Since stilbenes are phytoalexins and their existence in grapes is directly related to environmental stress, such as Botrytis infections and UV-irradiation [30], healthy plants contain small amounts. The increase of stilbenes in EBR-treated wines were significant, and suggested that this plant hormone may be essential for stress response [16,17].
In summary, the phenolic compounds in the wines made from the grapes treated by EBR have higher levels, and even some individual phenolics only detected in EBR-treated wines, such as kaempferol-3-rutinoside, proanthocyanidin trimer b, pallidol-3-glucoside, hexose ester of vanillic acid, hexose ester of trans-p-coumaric acid. Nevertheless, there were different levels of promotion of EBR in two variety wines. This may be due to variation in the genetic make-up of the two cultivars, thus leading to different EBR responses. The vineyards used for these trials had similar weather, viticultural practices, and soil conditions with the same winemaking technology.

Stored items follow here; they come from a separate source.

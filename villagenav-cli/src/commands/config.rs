//! Configuration management CLI commands.
//!
//! Provides `config path`, `config show` and `config init` for inspecting
//! and creating the configuration file.

use clap::Subcommand;
use villagenav::config::{config_file_path, ConfigFile};

use crate::error::CliError;

/// Config subcommands.
#[derive(Debug, Subcommand)]
pub enum ConfigCommands {
    /// Show the configuration file path
    Path,

    /// Print the effective configuration (file values over defaults)
    Show,

    /// Write a commented configuration file with default values
    Init {
        /// Overwrite an existing file
        #[arg(long)]
        force: bool,
    },
}

/// Run a config subcommand.
pub fn run(command: ConfigCommands) -> Result<(), CliError> {
    match command {
        ConfigCommands::Path => run_path(),
        ConfigCommands::Show => run_show(),
        ConfigCommands::Init { force } => run_init(force),
    }
}

fn run_path() -> Result<(), CliError> {
    println!("{}", config_file_path().display());
    Ok(())
}

fn run_show() -> Result<(), CliError> {
    let path = config_file_path();
    let config = ConfigFile::load_from(&path)?;

    if !path.exists() {
        println!("; {} does not exist, showing defaults", path.display());
    }

    let location = &config.location;
    let routing = &config.routing;
    let destinations = &config.destinations;

    println!("[location]");
    println!("default_position      = {}", config.default_position());
    println!("default_accuracy      = {} m", location.default_accuracy);
    println!("precision_threshold   = {} m", location.precision_threshold);
    println!("high_accuracy_timeout = {} s", location.high_accuracy_timeout_secs);
    println!("low_power_timeout     = {} s", location.low_power_timeout_secs);
    println!("low_power_maximum_age = {} s", location.low_power_maximum_age_secs);
    println!(
        "retry_delay           = {} s .. {} s",
        location.retry_base_delay_secs, location.retry_max_delay_secs
    );
    println!("debug                 = {}", location.debug);
    println!();
    println!("[smoothing]");
    println!("window_size           = {}", config.smoothing.window_size);
    println!("weighting             = {}", config.smoothing.weighting);
    println!("process_noise         = {}", config.smoothing.process_noise);
    println!("measurement_noise     = {}", config.smoothing.measurement_noise);
    println!();
    println!("[prediction]");
    println!("enabled               = {}", config.prediction.enabled);
    println!("min_speed             = {} m/s", config.prediction.min_speed);
    println!("horizon               = {} s", config.prediction.horizon_secs);
    println!();
    println!("[routing]");
    println!("osrm_url              = {}", routing.osrm_url);
    println!("ors_url               = {}", routing.ors_url);
    println!("ors_api_key           = {}", mask(routing.ors_api_key.as_deref()));
    println!("walking_speed         = {} m/s", routing.walking_speed);
    println!();
    println!("[arrival]");
    println!("threshold             = {} m", config.arrival.threshold_meters);
    println!();
    println!("[destinations]");
    println!(
        "rest_url              = {}",
        destinations.rest_url.as_deref().unwrap_or("(not set)")
    );
    println!("api_key               = {}", mask(destinations.api_key.as_deref()));
    println!(
        "table                 = {}",
        destinations
            .table
            .as_ref()
            .map(|p| p.display().to_string())
            .unwrap_or_else(|| "(not set)".to_string())
    );
    println!();
    println!("[logging]");
    println!("file                  = {}", config.logging.file.display());

    Ok(())
}

fn run_init(force: bool) -> Result<(), CliError> {
    let path = config_file_path();
    if path.exists() && !force {
        return Err(CliError::Config(format!(
            "{} already exists. Use --force to overwrite it.",
            path.display()
        )));
    }

    ConfigFile::default().save_to(&path)?;
    println!("Wrote {}", path.display());
    Ok(())
}

/// Hide secrets, keeping a hint of which key is configured.
fn mask(secret: Option<&str>) -> String {
    match secret {
        None => "(not set)".to_string(),
        Some(s) if s.chars().count() <= 4 => "****".to_string(),
        Some(s) => {
            let tail: String = s.chars().skip(s.chars().count() - 4).collect();
            format!("****{}", tail)
        }
    }
}
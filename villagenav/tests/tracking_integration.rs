//! Integration tests for live tracking.
//!
//! These tests verify the complete position flows:
//! - Config file → tracking session → scheduler mode switches
//! - Scripted device feed (JSON) → smoothed estimates → arrival
//! - No usable device → default position → offline straight-line route
//!
//! Run with: `cargo test --test tracking_integration`

use std::time::Duration;

use tempfile::TempDir;
use tokio::sync::broadcast;

use villagenav::config::ConfigFile;
use villagenav::geo::{offset_meters, Coordinate};
use villagenav::http::{AsyncHttpClient, HttpError};
use villagenav::navigation::{
    ArrivalStatus, Destination, DestinationId, Navigator, StaticDestinationTable,
};
use villagenav::position::{
    AcquisitionMode, ScriptedLocationProvider, SchedulerState, SmoothedEstimate, SourceTag,
    TrackingSession,
};
use villagenav::routing::{RouteProvider, RouteResolver};

// ============================================================================
// Test Helpers
// ============================================================================

/// HTTP client with no network.
#[derive(Clone)]
struct Offline;

impl AsyncHttpClient for Offline {
    async fn get(&self, url: &str) -> Result<Vec<u8>, HttpError> {
        Err(HttpError::Transport(format!("network unreachable: {}", url)))
    }

    async fn get_with_headers(
        &self,
        url: &str,
        _headers: &[(&str, &str)],
    ) -> Result<Vec<u8>, HttpError> {
        self.get(url).await
    }
}

/// Chapel at Block 3, Lot 12.
fn chapel() -> Coordinate {
    Coordinate::new(120.9531, 14.3490)
}

fn navigator(config: &ConfigFile) -> Navigator<StaticDestinationTable, Offline> {
    let table = StaticDestinationTable::new(vec![
        Destination::new(DestinationId::new("3", "12"), chapel()).with_label("Chapel"),
    ]);
    Navigator::new(
        table,
        RouteResolver::from_config(Offline, &config.to_resolver_config()),
        config.arrival.threshold_meters,
    )
}

fn write_config(dir: &TempDir, contents: &str) -> ConfigFile {
    let path = dir.path().join("config.ini");
    std::fs::write(&path, contents).unwrap();
    ConfigFile::load_from(&path).unwrap()
}

fn drain(rx: &mut broadcast::Receiver<SmoothedEstimate>) -> Vec<SmoothedEstimate> {
    let mut out = Vec::new();
    while let Ok(estimate) = rx.try_recv() {
        out.push(estimate);
    }
    out
}

// ============================================================================
// Scheduler behavior through the config layer
// ============================================================================

#[tokio::test(start_paused = true)]
async fn test_configured_threshold_controls_mode_switch() {
    let dir = TempDir::new().unwrap();
    // 12 m fixes are precise enough only with the raised threshold
    let config = write_config(&dir, "[location]\nprecision_threshold = 20\n");

    let script = r#"[
        {"fix": {"longitude": 120.9513, "latitude": 14.3478, "accuracy": 12.0}},
        {"fix": {"longitude": 120.9514, "latitude": 14.3479, "accuracy": 35.0}}
    ]"#;
    let provider = ScriptedLocationProvider::from_json(script).unwrap();
    let session = TrackingSession::start(provider.clone(), None, config.to_tracking_config());
    let mut updates = session.subscribe();

    tokio::time::sleep(Duration::from_millis(2_500)).await;

    let modes: Vec<_> = provider.requests().iter().map(|r| r.mode).collect();
    assert_eq!(
        modes,
        vec![AcquisitionMode::HighAccuracy, AcquisitionMode::LowPower]
    );
    let sources: Vec<_> = drain(&mut updates).iter().map(|e| e.source).collect();
    assert_eq!(sources, vec![SourceTag::Precise, SourceTag::Coarse]);
}

#[tokio::test(start_paused = true)]
async fn test_configured_watch_timeout() {
    let dir = TempDir::new().unwrap();
    let config = write_config(
        &dir,
        "[location]\nhigh_accuracy_timeout = 3\nlow_power_timeout = 2\n",
    );

    let provider = ScriptedLocationProvider::new(Vec::new());
    let session = TrackingSession::start(provider, None, config.to_tracking_config());

    tokio::time::sleep(Duration::from_millis(3_500)).await;
    assert_eq!(session.state(), SchedulerState::LowPower);
    assert!(session.current_estimate().is_none());

    tokio::time::sleep(Duration::from_secs(2)).await;
    assert_eq!(
        session.current_estimate().map(|e| e.source),
        Some(SourceTag::Default)
    );
}

#[tokio::test(start_paused = true)]
async fn test_debug_mode_from_config() {
    let dir = TempDir::new().unwrap();
    let config = write_config(
        &dir,
        "[location]\ndebug = true\ndefault_longitude = 120.9531\ndefault_latitude = 14.3490\n",
    );

    let provider = ScriptedLocationProvider::new(Vec::new());
    let session = TrackingSession::start(provider.clone(), None, config.to_tracking_config());

    tokio::time::sleep(Duration::from_secs(30)).await;

    let estimate = session.current_estimate().unwrap();
    assert_eq!(estimate.source, SourceTag::Debug);
    assert_eq!(estimate.coordinate(), chapel());
    assert_eq!(session.state(), SchedulerState::HighAccuracy);
    assert!(provider.requests().is_empty());
}

// ============================================================================
// Tracking + navigation
// ============================================================================

#[tokio::test(start_paused = true)]
async fn test_live_estimates_trigger_single_arrival() {
    let config = ConfigFile::default();
    let navigator = navigator(&config);
    navigator
        .set_destination(&DestinationId::new("3", "12"))
        .await
        .unwrap();

    let near = offset_meters(chapel(), 2.0, -3.0).unwrap();
    let script = format!(
        r#"[
            {{"fix": {{"longitude": {lon}, "latitude": {lat}, "accuracy": 30.0}}}},
            {{"pause": 200}},
            {{"fix": {{"longitude": {lon}, "latitude": {lat}, "accuracy": 30.0}}}},
            {{"fix": {{"longitude": {lon}, "latitude": {lat}, "accuracy": 30.0}}}}
        ]"#,
        lon = near.longitude,
        lat = near.latitude,
    );
    let provider = ScriptedLocationProvider::from_json(&script).unwrap();
    let session = TrackingSession::start(provider, None, config.to_tracking_config());
    let mut updates = session.subscribe();

    tokio::time::sleep(Duration::from_secs(6)).await;

    let statuses: Vec<_> = drain(&mut updates)
        .iter()
        .map(|estimate| navigator.check_arrival(estimate).unwrap())
        .collect();
    assert_eq!(
        statuses,
        vec![
            ArrivalStatus::JustArrived,
            ArrivalStatus::AlreadyArrived,
            ArrivalStatus::AlreadyArrived
        ]
    );
    assert!(navigator.snapshot(session.current_estimate()).session.arrived);
}

#[tokio::test(start_paused = true)]
async fn test_no_device_still_routes_from_default_position() {
    let config = ConfigFile::default();
    let navigator = navigator(&config);

    let script = r#"[{"error": "permission_denied"}, {"error": "position_unavailable"}]"#;
    let provider = ScriptedLocationProvider::from_json(script).unwrap();
    let session = TrackingSession::start(provider, None, config.to_tracking_config());

    tokio::time::sleep(Duration::from_secs(5)).await;

    let position = session.current_estimate().expect("default position published");
    assert_eq!(position.source, SourceTag::Default);
    assert_eq!(position.coordinate(), config.default_position());

    navigator
        .set_destination(&DestinationId::new("3", "12"))
        .await
        .unwrap();
    let route = navigator.start(position.coordinate()).await.unwrap();

    assert_eq!(route.provider, RouteProvider::Fallback);
    assert_eq!(route.coordinates, vec![config.default_position(), chapel()]);

    session.stop();
    session.join().await;
    assert_eq!(session.state(), SchedulerState::Stopped);
}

Minor differences in the environmental factors, cultivation management and winemaking process were less likely to be the factors that caused different EBR responses in two cultivars.
Since there is no standardized method for the determination of antioxidant capacity, three methods (DPPH, ABTS and HRSA) based on different reaction mechanisms were used to carry out the antioxidant capacity measurements [31]. Phenolics are directly responsible for the antioxidant capacity in young wines and contribute to antioxidant activity [32]. In present study, the increase or decrease in the antioxidant capacities determined by three different assays was consistent with the higher or lower level of total phenolics, tannins, flavonoids and anthocyanins in wines treated by EBR or Brz, respectively. Compared with our previous study [10], both ABA and EBR could increase TPC, TTC, TFC, and TAC of CS and Yan73 wines. However, the increase of antioxidant capacity of the two cultivar wines for ABA treatment was higher than that with EBR treatment. It is explained that the increase of TPC, TTC, TFC, and TAC of CS and Yan73 wines promoted by ABA were higher than the influence of EBR treatment. It also suggested that the antioxidant capacity was determined by the level of phenolic compounds in red wines. Flavan-3-ols are the most important compounds that contribute to the red wine antioxidant properties [33,34]. The significantly higher values obtained in red wines for antioxidant capacity was explained by the higher levels of polyphenols in red wines [32,35]. Our findings also showed that the flavonoids are the major compounds contributing to total phenolics and antioxidant capacity. Other non-flavonoids phenolics had less contribution to antioxidant capacity. It is consistent with Katalinic’s [36] conclusion that a linear correlation exists between the antioxidant capacity and flavonoids fraction but not free anthocyanidins fraction.
As a BRs biosynthesis inhibitor, Brz delayed Cabernet Sauvignon grape [12] and Akihime strawberry fruit ripening [18] and decreased phenolic compounds and antioxidant capacity of Yan73 and CS wines in this study. Surprisingly, there were significant increase of some compounds in the two cultivar wines compared with the control, including delphinidin-3-O-glucoside and cyanidin-3-O-glucoside. In grape berries, O-methyltransferases (OMTs) catalyze the methoxylation of 3'-OH of cyanidin-3-O-glucoside to generate peonidin-3-O-glucoside, and the methoxylation of 3'-OH of delphinidin-3-O-glucoside to form petunidin-3-O-glucoside [6]. It suggested that the biosynthesis and/or activity of OMTs may be inhibited by endogenous BRs.

3. Experimental Section

3.1. Reagents and Equipment

Deionized water (<18 MΩ resistance) was obtained from a Milli-Q Element water purification system (Millipore, Boston, MA, USA). Methanol and glacial acetic acid (≥99%, HPLC grade) were purchased from Fisher (Fairlawn, NJ, USA). 24-Epibrassinolide (≥99%), brassinazole (≥99%) and polyvinylpyrrolidone (PVP-30, >98%) were purchased from Sigma Chemical Co. (St. Louis, MO, USA). 6-Hydroxy-2,5,7,8-tetramethylchroman-2-carboxylic acid (Trolox, >98%), 1,1-Diphenyl-2-picrylhydrazyl radical (DPPH, >98%), 2,2-azinobis(3-ethylbenzothiazoline-6-sulphonic acid) diammonium salt (>98%, ABTS) and (Φ)-catechin (>99%) were also supplied by Sigma Chemical Co. All other reagents used were of analytical grade (all over 97%) and purchased from Xi’an Chemical Factory (Xi’an, China). A Shimadzu UV-1700 UV-visible spectrophotometer (Kyoto, Japan) was employed to detect the absorbance.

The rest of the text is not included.